WinMLRunner

2025-02-13

WinMLRunner is a tool to test if a model runs successfully when evaluated with the Windows ML APIs. You can also capture evaluation time and memory usage on the GPU and/or CPU. Models in .onnx or .pb format can be evaluated where the input and output variables are tensors or images. There are 2 ways you can use WinMLRunner:

Download the command-line python tool.
Use within the WinML Dashboard. For more information see the WinML Dashboard documentation

Run a Model

First, open the downloaded Python tool. Navigate to the folder containing WinMLRunner.exe, and run the executable as shown below. Make sure to replace the installation location with what matches yours:

.\WinMLRunner.exe -model SqueezeNet.onnx

You can also run a folder of models, with a command such as the following.
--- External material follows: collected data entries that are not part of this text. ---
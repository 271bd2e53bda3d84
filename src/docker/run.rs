use std::io::BufRead;
use std::process::{Command, Stdio};
use std::sync::mpsc::{self, Receiver, Sender};
use std::time::{Duration, Instant};

use tracing::debug;

use super::types::{CancelToken, ContainerCommand, ContainerResult, OutputLine};
use crate::error::{Error, Result};

pub(crate) const POLL_INTERVAL: Duration = Duration::from_millis(200);

// How often a running `docker` child is checked for exit, cancel and timeout.
const CHILD_POLL: Duration = Duration::from_millis(20);

/// Spawn `docker` and return a channel that streams its output.
///
/// The caller receives [`OutputLine::Stdout`]/[`OutputLine::Stderr`] as they
/// arrive, followed by exactly one [`OutputLine::Done`] carrying the final
/// result. The process is killed once `cancel` fires or the command's timeout
/// elapses.
pub fn spawn(cmd: ContainerCommand, cancel: CancelToken) -> Result<Receiver<OutputLine>> {
    if cancel.is_cancelled() {
        return Err(Error::Cancelled);
    }

    debug!(args = ?cmd.args, "running docker");
    let mut child = Command::new("docker")
        .args(&cmd.args)
        .stdin(Stdio::null())
        .stdout(Stdio::piped())
        .stderr(Stdio::piped())
        .spawn()
        .map_err(|e| {
            Error::RuntimeUnavailable(format!("failed to invoke `docker`: {e}"))
        })?;

    let (Some(stdout), Some(stderr)) = (child.stdout.take(), child.stderr.take()) else {
        let _ = child.kill();
        return Err(Error::Runtime("docker output was not captured".into()));
    };

    let (tx, rx) = mpsc::channel();

    std::thread::spawn(move || {
        orchestrate(child, stdout, stderr, tx, cancel, cmd.timeout);
    });

    Ok(rx)
}

/// Run a command to completion, forwarding each stdout line to `on_line`.
///
/// A non-zero exit becomes [`Error::Runtime`] carrying stderr; callers
/// classify it further.
pub fn run(
    cmd: ContainerCommand,
    cancel: &CancelToken,
    mut on_line: impl FnMut(&str),
) -> Result<ContainerResult> {
    let label = cmd.label();
    let rx = spawn(cmd, cancel.clone())?;

    for line in rx {
        match line {
            OutputLine::Stdout(s) => on_line(&s),
            OutputLine::Stderr(_) => {}
            OutputLine::Done(result) => {
                if result.cancelled {
                    return Err(Error::Cancelled);
                }
                if result.timed_out {
                    return Err(Error::TimedOut { command: label });
                }
                if !result.success {
                    let reason = match result.stderr.trim() {
                        "" => format!("`docker {label}` exited with {:?}", result.exit_code),
                        msg => msg.to_string(),
                    };
                    return Err(Error::Runtime(reason));
                }
                return Ok(result);
            }
        }
    }

    Err(Error::Runtime(format!("`docker {label}` ended without a result")))
}

fn orchestrate(
    mut child: std::process::Child,
    stdout: std::process::ChildStdout,
    stderr: std::process::ChildStderr,
    tx: Sender<OutputLine>,
    cancel: CancelToken,
    timeout: Duration,
) {
    // --- reader threads ---------------------------------------------------
    let tx_out = tx.clone();
    let stdout_handle = std::thread::spawn(move || {
        let mut buf = String::new();
        let reader = std::io::BufReader::new(stdout);
        for line in reader.lines() {
            match line {
                Ok(l) => {
                    buf.push_str(&l);
                    buf.push('\n');
                    // Receiver may be dropped; ignore send errors.
                    let _ = tx_out.send(OutputLine::Stdout(l));
                }
                Err(_) => break,
            }
        }
        buf
    });

    let tx_err = tx.clone();
    let stderr_handle = std::thread::spawn(move || {
        let mut buf = String::new();
        let reader = std::io::BufReader::new(stderr);
        for line in reader.lines() {
            match line {
                Ok(l) => {
                    buf.push_str(&l);
                    buf.push('\n');
                    let _ = tx_err.send(OutputLine::Stderr(l));
                }
                Err(_) => break,
            }
        }
        buf
    });

    // --- poll loop ---------------------------------------------------------
    let start = Instant::now();
    let mut cancelled = false;
    let mut timed_out = false;

    let exit_status = loop {
        match child.try_wait() {
            Ok(Some(status)) => break Some(status),
            Ok(None) => {}
            Err(_) => break None,
        }

        if cancel.is_cancelled() {
            cancelled = true;
            let _ = child.kill();
            let _ = child.wait();
            break None;
        }

        if start.elapsed() > timeout {
            timed_out = true;
            let _ = child.kill();
            let _ = child.wait();
            break None;
        }

        std::thread::sleep(CHILD_POLL);
    };

    // --- finalize ----------------------------------------------------------
    let stdout = stdout_handle.join().unwrap_or_default();
    let stderr = stderr_handle.join().unwrap_or_default();

    let exit_code = exit_status.and_then(|s| s.code());
    let _ = tx.send(OutputLine::Done(ContainerResult {
        success: exit_code == Some(0),
        exit_code,
        stdout,
        stderr,
        cancelled,
        timed_out,
    }));
}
WinMLRunner.exe -folder c:\data -perf -iterations 3 -CPU`\

Running a good model

Below is an example of running a model successfully. Notice how first the model loads and outputs model metadata. Then the model runs on the CPU and GPU separately, outputting the binding success, evaluation success, and model output.

Sample trace log output for running a good model

Running a bad model

Below is an example of running a model with incorrect parameters. Notice the FAILED output when evaluating on GPU.

Sample trace log output for running a bad model

Device selection and optimization

By default, the model runs on the CPU and GPU separately, but you can specify a device with a -CPU or -GPU flag. Here is an example of running a model 3 times using only the CPU:

WinMLRunner.exe -model c:\data\concat.onnx -iterations 3 -CPU

Log performance data

Use the -perf flag to capture performance data. Here is an example of running all the models in the data folder on the CPU and GPU separately 3 times and capturing performance data:

WinMLRunner.exe -folder c:\data iterations 3 -perf

Performance measurements

The following performance measurements will be output to the command-line and .csv file for each load, bind, and evaluate operation:

Wall-clock time (ms): the elapsed real time between the beginning and end of an operation.
GPU time (ms): time for an operation to be passed from CPU to GPU and execute on the GPU (note: Load() is not executed on the GPU).
CPU time (ms): time for an operation to execute on the CPU.
Dedicated and Shared Memory Usage (MB): Average kernel and user-level memory usage (in MB) during evaluate on the CPU or GPU.
Working Set Memory (MB): The amount of DRAM memory that the process on the CPU required during evaluation. Dedicated Memory (MB) - The amount of memory that was used on the VRAM of the dedicated GPU.
Shared Memory (MB): The amount of memory that was used on the DRAM by the GPU.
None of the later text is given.